Compared to the GPz1100 Unitrac head on bore and cylinder size it is just a
smaller version. Cam timing is 27/73 intake and 70/30 exhaust for a 113*
intake center line. Compared to the KZ900/1000 with 30/70 and 70/30 with
a 110* intake centerline the 400/440 intake is retarded 3 degrees. KZ650/750s
have a 105* centerline. These little engines have good port flow. They need some
help with cam timing and cylinder pressure.

As for carb size the most 440 are over carbureted. Cylinder volume of the 440
is 221.5cc compared to the 900 at 225.75cc which makes 20.5 hp/cylinder
with a 28mm carb vs. 20 hp w/ a 36mm carb for the 440. The 900 also has a smaller
port and compression ratio.

To advance the cam there are 4 options for the 440 that are strictly bolt on. One is
just advancing the stock sprocket 1 tooth for 15.65 degrees.

113-15.65 = 97.35*

98* is typically the farthest most people will advance an intake centerline. There is
probably some cam chain stretch to take it past 98*.

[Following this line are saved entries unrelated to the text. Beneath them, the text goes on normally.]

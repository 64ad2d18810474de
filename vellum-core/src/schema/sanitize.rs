//! Schema sanitization
//!
//! Runs once, when the registry is built. Population never sanitizes a schema
//! per document: it only reads the sanitized definitions kept by the registry.

use crate::schema::blocks::{BlockDefinition, BlockSet};
use crate::schema::fields::{FieldDefinition, FieldKind, RelationTo};
use crate::schema::SchemaError;
use std::collections::HashSet;

/// Field added to every array row and block
pub const ROW_ID_FIELD: &str = "id";
/// Field added to every block for editor labels
pub const BLOCK_NAME_FIELD: &str = "blockName";

/// Live view of the registered collections used to validate relationship targets
#[derive(Debug, Clone, Copy)]
pub struct SanitizeContext<'a> {
    /// Every registered collection slug
    pub valid_relationships: &'a HashSet<String>,
    /// Slugs of upload-enabled collections
    pub upload_collections: &'a HashSet<String>,
}

/// Validate a field list and apply defaults
pub fn sanitize_fields(
    fields: Vec<FieldDefinition>,
    ctx: SanitizeContext<'_>,
) -> Result<Vec<FieldDefinition>, SchemaError> {
    let mut seen = HashSet::with_capacity(fields.len());
    let mut sanitized = Vec::with_capacity(fields.len());

    for field in fields {
        if field.name.trim().is_empty() {
            return Err(SchemaError::MissingFieldName);
        }
        if !seen.insert(field.name.clone()) {
            return Err(SchemaError::DuplicateFieldName(field.name));
        }
        sanitized.push(sanitize_field(field, ctx)?);
    }

    Ok(sanitized)
}

fn sanitize_field(
    mut field: FieldDefinition,
    ctx: SanitizeContext<'_>,
) -> Result<FieldDefinition, SchemaError> {
    field.kind = match field.kind {
        FieldKind::Scalar => FieldKind::Scalar,
        FieldKind::Relationship { relation_to, has_many, max_depth } => {
            if let RelationTo::Polymorphic(targets) = &relation_to {
                if targets.is_empty() {
                    return Err(SchemaError::EmptyRelationTo(field.name));
                }
            }
            for target in relation_to.targets() {
                if !ctx.valid_relationships.contains(target) {
                    return Err(SchemaError::InvalidRelationship {
                        field: field.name,
                        target: target.to_string(),
                    });
                }
            }
            FieldKind::Relationship { relation_to, has_many, max_depth }
        }
        FieldKind::Upload { relation_to, max_depth } => {
            if !ctx.valid_relationships.contains(&relation_to) {
                return Err(SchemaError::InvalidRelationship {
                    field: field.name,
                    target: relation_to,
                });
            }
            if !ctx.upload_collections.contains(&relation_to) {
                return Err(SchemaError::NotAnUploadCollection {
                    field: field.name,
                    target: relation_to,
                });
            }
            FieldKind::Upload { relation_to, max_depth }
        }
        FieldKind::Array { fields } => {
            let fields = with_default(fields, ROW_ID_FIELD);
            FieldKind::Array { fields: sanitize_fields(fields, ctx)? }
        }
        FieldKind::Group { fields } => FieldKind::Group { fields: sanitize_fields(fields, ctx)? },
        FieldKind::Block { blocks } => FieldKind::Block { blocks: sanitize_blocks(blocks, ctx)? },
    };
    Ok(field)
}

/// Sanitize every block definition of a block field
pub fn sanitize_blocks(blocks: BlockSet, ctx: SanitizeContext<'_>) -> Result<BlockSet, SchemaError> {
    let mut slugs = HashSet::with_capacity(blocks.len());
    let mut sanitized = Vec::with_capacity(blocks.len());

    for block in blocks.into_vec() {
        if block.slug.trim().is_empty() {
            return Err(SchemaError::MissingBlockSlug);
        }
        if !slugs.insert(block.slug.clone()) {
            return Err(SchemaError::DuplicateBlockSlug(block.slug));
        }

        let fields = with_default(block.fields, ROW_ID_FIELD);
        let fields = with_default(fields, BLOCK_NAME_FIELD);
        let fields = sanitize_fields(fields, ctx)?;
        log::debug!("sanitized block '{}' ({} fields)", block.slug, fields.len());
        sanitized.push(BlockDefinition { slug: block.slug, fields });
    }

    Ok(BlockSet::new(sanitized))
}

fn with_default(mut fields: Vec<FieldDefinition>, name: &str) -> Vec<FieldDefinition> {
    if !fields.iter().any(|f| f.name == name) {
        fields.push(FieldDefinition::scalar(name));
    }
    fields
}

The other 3 options use the KZ750/4 cam gear for a guesstimated advance of 5, 7 and
13 degrees. The hole with the square is 5* and the white tooth next to the Z7EX will line
up the arrow on the stock sprocket. The octagon hole is 13* with the Z6EX tooth. The
round hole is 7* with the IN tooth. As for cranking compression with these settingsare as
follows on this engine, Measured with a different gauge than before because I think it is
more accurate. I was leary of freshening up and having the rings not sealing at first and
then breaking in throwing of the results. When I do a degree wheel will also be utilized to
document those specs.

Stock --- no. 1/2 165/155
5* ---- 163/170
7* ---- 160/172
13* --- 171/180
15.65* --- 180/187

Also note the end of the cam. I scribed a line for a reference. The notch will also work.
The more the cam is advanced the more those marks will rotate counterclockwise.

And don't let your advancer get this bad.